We scramble and perform and produce at rapid rates. We are approved of and successful...... until we're not ....... and then who are we??? Who are we when we are worn out? weary? have failed? suffered loss? gone through a divorce? confused? lost purpose? Who are we when we have come to these places and we must lay down and REST?
Why is it so hard for us to believe that we are still worthy and good and loved when we are not producing? Not surrounded by friends? Not in the middle of it all? I am asking these questions because these are the things on my heart and mind if I am honest. I wonder how, if I am doing nothing can I still be something? Be someone? You see, I am finding that rest is THE deepest trust place. Take everything you've based your identity on and stop doing it. Who's left? Who are you and whose are you?
As I enter this season, I feel disoriented. And to be honest I don't like that at all. I prefer to feel like my little world is managed and controlled. My friend Shelley reminded me that this season is about reorientation. As I let the dust settle and begin to let the fears fade, I find myself excited about what God is going to reveal in the REST. What life he will bring as He reorients me to Himself as His child and then speaks to my deepest heart about my calling.

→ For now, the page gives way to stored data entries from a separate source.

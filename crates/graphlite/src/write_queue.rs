//! Caller-side `WriteQueue` utility (spec §5), a pessimistic alternative
//! to [`crate::retry::with_retry`]'s optimistic backoff. Serializes
//! submitted operations through a single FIFO worker thread so callers who
//! would rather wait in line than race and retry can do that instead.
//!
//! Not part of the core: the core itself never spawns threads or blocks
//! internally (spec §5). This lives alongside it as ordinary ambient
//! tooling, ancillary to the core graph engine rather than part of its
//! write path.

use std::sync::mpsc::{self, Receiver, Sender};
use std::thread::{self, JoinHandle};

use crate::error::{GraphError, GraphResult};

type Job = Box<dyn FnOnce() + Send>;

/// Serializes write operations through a FIFO queue, executed by one
/// background worker thread: enqueued operations run in submission order,
/// each exactly once.
pub struct WriteQueue {
    sender: Option<Sender<Job>>,
    worker: Option<JoinHandle<()>>,
}

impl WriteQueue {
    /// Start the background worker. The queue is unbounded; callers that
    /// need backpressure should rate-limit submission themselves.
    pub fn new() -> Self {
        let (sender, receiver): (Sender<Job>, Receiver<Job>) = mpsc::channel();
        let worker = thread::spawn(move || {
            for job in receiver {
                job();
            }
        });
        Self {
            sender: Some(sender),
            worker: Some(worker),
        }
    }

    /// Submit `op` and block until it has run, returning its result.
    /// Operations submitted by other threads before this call are
    /// guaranteed to run first; operations submitted after, run after.
    pub fn submit<T, F>(&self, op: F) -> GraphResult<T>
    where
        T: Send + 'static,
        F: FnOnce() -> GraphResult<T> + Send + 'static,
    {
        let (reply_tx, reply_rx) = mpsc::channel::<GraphResult<T>>();
        let sender = self
            .sender
            .as_ref()
            .expect("WriteQueue worker is still running");

        sender
            .send(Box::new(move || {
                let _ = reply_tx.send(op());
            }))
            .map_err(|_| queue_shutdown_error())?;

        reply_rx.recv().map_err(|_| queue_shutdown_error())?
    }
}

fn queue_shutdown_error() -> GraphError {
    GraphError::Storage {
        operation: "write_queue: worker unavailable",
        source: rusqlite::Error::ExecuteReturnedResults,
    }
}

impl Default for WriteQueue {
    fn default() -> Self {
        Self::new()
    }
}

impl Drop for WriteQueue {
    fn drop(&mut self) {
        // Dropping the sender closes the channel, which ends the worker's
        // `for job in receiver` loop; then join it so in-flight jobs
        // finish before the queue itself is gone.
        self.sender.take();
        if let Some(worker) = self.worker.take() {
            let _ = worker.join();
        }
    }
}

#[cfg(test)]
mod tests {
    use super::*;
    use std::sync::{Arc, Mutex};

    #[test]
    fn concurrent_submitters_each_get_their_own_result_exactly_once() {
        let queue = Arc::new(WriteQueue::new());
        let total = Arc::new(Mutex::new(0u64));

        let handles: Vec<_> = (0..20)
            .map(|i| {
                let queue = Arc::clone(&queue);
                let total = Arc::clone(&total);
                std::thread::spawn(move || {
                    let value = queue
                        .submit(move || Ok::<_, GraphError>(i))
                        .unwrap();
                    *total.lock().unwrap() += value;
                })
            })
            .collect();
        for handle in handles {
            handle.join().unwrap();
        }

        assert_eq!(*total.lock().unwrap(), (0..20u64).sum::<u64>());
    }

    #[test]
    fn returns_the_operations_result() {
        let queue = WriteQueue::new();
        let value = queue.submit(|| Ok::<_, GraphError>(7)).unwrap();
        assert_eq!(value, 7);
    }

    #[test]
    fn propagates_operation_errors() {
        let queue = WriteQueue::new();
        let err = queue
            .submit(|| Err::<(), _>(GraphError::EmptyMatch))
            .unwrap_err();
        assert!(matches!(err, GraphError::EmptyMatch));
    }

    #[test]
    fn serial_submissions_preserve_submission_order() {
        let queue = WriteQueue::new();
        let order = Arc::new(Mutex::new(Vec::new()));
        for i in 0..50 {
            let order = Arc::clone(&order);
            queue
                .submit(move || {
                    order.lock().unwrap().push(i);
                    Ok::<_, GraphError>(())
                })
                .unwrap();
        }
        assert_eq!(*order.lock().unwrap(), (0..50).collect::<Vec<_>>());
    }
}
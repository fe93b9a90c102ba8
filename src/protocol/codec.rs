//! Line codec
//!
//! Reading and writing protocol lines over buffered streams.
//!
//! ## Wire Format
//!
//! ```text
//! client → server   COMMAND arg "quoted arg"\r\n
//! server → client   NNN status text\r\n            (status line)
//!                   text line\r\n                  (block content)
//!                   ..leading dot doubled\r\n      (dot-stuffed content)
//!                   .\r\n                          (block terminator)
//! ```
//!
//! Servers may end lines with a bare LF; both forms are accepted.

use std::io::{BufRead, Read, Write};

use super::Command;
use crate::error::{DictError, Result};

/// A line consisting of a single dot ends a text block
pub const TERMINATOR: &str = ".";

/// Maximum accepted length of a single incoming line (64 KiB)
pub const MAX_LINE_LENGTH: usize = 64 * 1024;

// =============================================================================
// Reading
// =============================================================================

/// Read one line, without its line terminator
///
/// Blocks until a full line is received. End of stream is reported as a
/// truncated response, since the server never closes mid-reply on its own.
pub fn read_line<R: BufRead>(reader: &mut R) -> Result<String> {
    let mut buf = Vec::new();
    // Room for the content plus a CRLF terminator
    let limit = MAX_LINE_LENGTH as u64 + 2;
    let read = reader.by_ref().take(limit).read_until(b'\n', &mut buf)?;

    if read == 0 {
        return Err(DictError::Protocol(
            "Response truncated: connection closed by server".to_string(),
        ));
    }

    if buf.last() == Some(&b'\n') {
        buf.pop();
        if buf.last() == Some(&b'\r') {
            buf.pop();
        }
    }

    if buf.len() > MAX_LINE_LENGTH {
        return Err(DictError::Protocol(format!(
            "Line too long: exceeds {} bytes",
            MAX_LINE_LENGTH
        )));
    }

    let line = String::from_utf8_lossy(&buf).into_owned();
    tracing::trace!(line = %line, "<<");
    Ok(line)
}

/// Read one line of block content
///
/// Returns `None` at the block terminator. Dot-stuffed lines come back with
/// their leading dot removed.
pub fn read_text_line<R: BufRead>(reader: &mut R) -> Result<Option<String>> {
    let line = read_line(reader)?;
    Ok(unstuff(line))
}

/// Undo dot-stuffing for a block content line
pub fn unstuff(line: String) -> Option<String> {
    if line == TERMINATOR {
        None
    } else if line.starts_with("..") {
        Some(line[1..].to_string())
    } else {
        Some(line)
    }
}

// =============================================================================
// Writing
// =============================================================================

/// Encode a command as a CRLF-terminated line
pub fn encode_command(command: &Command) -> Vec<u8> {
    format!("{}\r\n", command).into_bytes()
}

/// Write a command to a stream and flush it
pub fn write_command<W: Write>(writer: &mut W, command: &Command) -> Result<()> {
    tracing::trace!(line = %command, ">>");
    writer.write_all(&encode_command(command))?;
    writer.flush()?;
    Ok(())
}
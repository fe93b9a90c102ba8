//! Network Module
//!
//! TCP connection handling and the DICT session built on it.
//!
//! ## Architecture
//! - One socket per session, split into buffered reader/writer halves
//! - One command in flight at a time, serialized by the session lock
//! - Replies parsed by `crate::protocol`

mod connection;
mod session;

pub use connection::Connection;
pub use session::{DictSession, InterruptHandle, SessionState};
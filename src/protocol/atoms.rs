//! Atom splitting
//!
//! Breaks a server line into whitespace-separated atoms. Double-quoted
//! substrings form a single atom with the quotes removed.

use super::codec::TERMINATOR;

/// Split a line into atoms
///
/// An absent line or the block terminator `.` yields no atoms, which lets
/// callers tell a data line from the end of a block without a separate check.
/// Unbalanced quotes never fail: the rest of the line becomes the last atom.
pub fn split_atoms<'a>(line: impl Into<Option<&'a str>>) -> Vec<String> {
    let line = match line.into() {
        Some(line) if line != TERMINATOR => line,
        _ => return Vec::new(),
    };

    let mut atoms = Vec::new();
    let mut current = String::new();
    let mut in_quotes = false;
    // A closed pair of quotes counts as an atom even when empty
    let mut quoted = false;

    for ch in line.chars() {
        match ch {
            '"' => {
                in_quotes = !in_quotes;
                quoted = true;
            }
            c if c.is_whitespace() && !in_quotes => {
                if !current.is_empty() || quoted {
                    atoms.push(std::mem::take(&mut current));
                }
                quoted = false;
            }
            c => current.push(c),
        }
    }

    if !current.is_empty() || quoted {
        atoms.push(current);
    }

    atoms
}

/// Split off the first atom and return it with the rest of the line
///
/// The rest is trimmed and loses one pair of surrounding quotes, so
/// `wn "WordNet (r) 3.0"` gives `("wn", "WordNet (r) 3.0")`.
pub fn split_name_description(line: &str) -> Option<(String, String)> {
    let line = line.trim();
    let end = line.find(char::is_whitespace).unwrap_or(line.len());
    let name = split_atoms(&line[..end]).into_iter().next()?;

    let rest = line[end..].trim();
    let description = rest
        .strip_prefix('"')
        .and_then(|r| r.strip_suffix('"'))
        .unwrap_or(rest);

    Some((name, description.to_string()))
}
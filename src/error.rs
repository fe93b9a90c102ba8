//! Error types for dictwire
//!
//! Provides a unified error type for all session operations.

use thiserror::Error;

/// Result type alias using DictError
pub type Result<T> = std::result::Result<T, DictError>;

/// Unified error type for DICT client operations
#[derive(Debug, Error)]
pub enum DictError {
    // -------------------------------------------------------------------------
    // Connection Errors
    // -------------------------------------------------------------------------
    /// Host unreachable, handshake rejected, socket I/O failure or timeout
    #[error("Connection error: {message}")]
    Connection {
        message: String,
        #[source]
        source: Option<std::io::Error>,
    },

    #[error("Session is not connected")]
    NotConnected,

    // -------------------------------------------------------------------------
    // Protocol Errors
    // -------------------------------------------------------------------------
    #[error("Protocol error: {0}")]
    Protocol(String),

    /// Server answered 550
    #[error("Invalid database: {0}")]
    InvalidDatabase(String),

    /// Server answered 551
    #[error("Invalid strategy: {0}")]
    InvalidStrategy(String),

    /// Server answered 501
    #[error("Syntax error: {0}")]
    Syntax(String),

    // -------------------------------------------------------------------------
    // Caller Errors
    // -------------------------------------------------------------------------
    #[error("Invalid argument: {0}")]
    InvalidArgument(String),
}

impl DictError {
    /// Connection error without an underlying I/O cause
    pub fn connection(message: impl Into<String>) -> Self {
        DictError::Connection {
            message: message.into(),
            source: None,
        }
    }
}

impl From<std::io::Error> for DictError {
    fn from(err: std::io::Error) -> Self {
        let message = match err.kind() {
            std::io::ErrorKind::WouldBlock | std::io::ErrorKind::TimedOut => {
                "timed out waiting for server".to_string()
            }
            std::io::ErrorKind::UnexpectedEof => "connection closed by server".to_string(),
            _ => err.to_string(),
        };
        DictError::Connection {
            message,
            source: Some(err),
        }
    }
}
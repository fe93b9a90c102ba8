//! # dictwire
//!
//! A blocking client for the DICT protocol (RFC 2229):
//! - Connect handshake and graceful `QUIT`
//! - Database and strategy listings
//! - Definition lookup (`DEFINE`) and word matching (`MATCH`)
//! - One command in flight per session, safe to share across threads
//!
//! ## Architecture Overview
//!
//! ```text
//! ┌─────────────────────────────────────────────────────────────┐
//! │                  Front end (CLI, GUI, ...)                  │
//! └─────────────────────┬───────────────────────────────────────┘
//!                       │
//! ┌─────────────────────▼───────────────────────────────────────┐
//! │                       DictSession                           │
//! │          (session lock, database registry, state)           │
//! └─────────────────────┬───────────────────────────────────────┘
//!                       │
//!          ┌────────────┴────────────┐
//!          │                         │
//!          ▼                         ▼
//!   ┌─────────────┐          ┌───────────────┐
//!   │ Connection  │          │   Protocol    │
//!   │ (TCP, bufs) │─────────▶│ (lines, atoms,│
//!   └─────────────┘          │  reply tables)│
//!                            └───────────────┘
//! ```
//!
//! ## Example
//!
//! ```no_run
//! use dictwire::{Database, DictSession};
//!
//! let session = DictSession::open_default("dict.org")?;
//! for definition in session.define("cat", Database::ALL)? {
//!     println!("[{}]\n{}", definition.database().name(), definition.text());
//! }
//! session.close();
//! # Ok::<(), dictwire::DictError>(())
//! ```

// =============================================================================
// Module Declarations
// =============================================================================

pub mod error;
pub mod config;

pub mod model;
pub mod network;
pub mod protocol;

// =============================================================================
// Public API Re-exports
// =============================================================================

pub use error::{DictError, Result};
pub use config::{Config, DEFAULT_PORT};
pub use model::{Database, DatabaseRegistry, Definition, MatchingStrategy};
pub use network::{DictSession, InterruptHandle, SessionState};

// =============================================================================
// Version Info
// =============================================================================

/// Current version of dictwire
pub const VERSION: &str = env!("CARGO_PKG_VERSION");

But for now we will REST. Our friend Tom said, "your regular rhythms and routines can't contain what God has for you"...... so we are stopping, even a lot of good things we are stopping. We will RETREAT. We will allow God to REORIENT us as we seek his face, receive his love, and trust deeply that he has us here, once again. Here. We. Go. To be with Jesus. I hear him saying "come to me" .... without the distractions. Even good things can be distracting us from the BEST thing. I know Jesus is the BEST thing and the way.
"Are you tired? Worn out? Burned out on religion? Come to me. Get away with me and you'll recover your life. I'll show you how to take a real rest. Walk with me and work with me - watch how I do it. Learn the unforced rhythms of grace. I won't lay anything heavy or ill-fitting on you. Keep company with me and you'll learn to live freely and lightly."
- Matthew 11:28 MSG
May He give your family comfort and peace as you rest.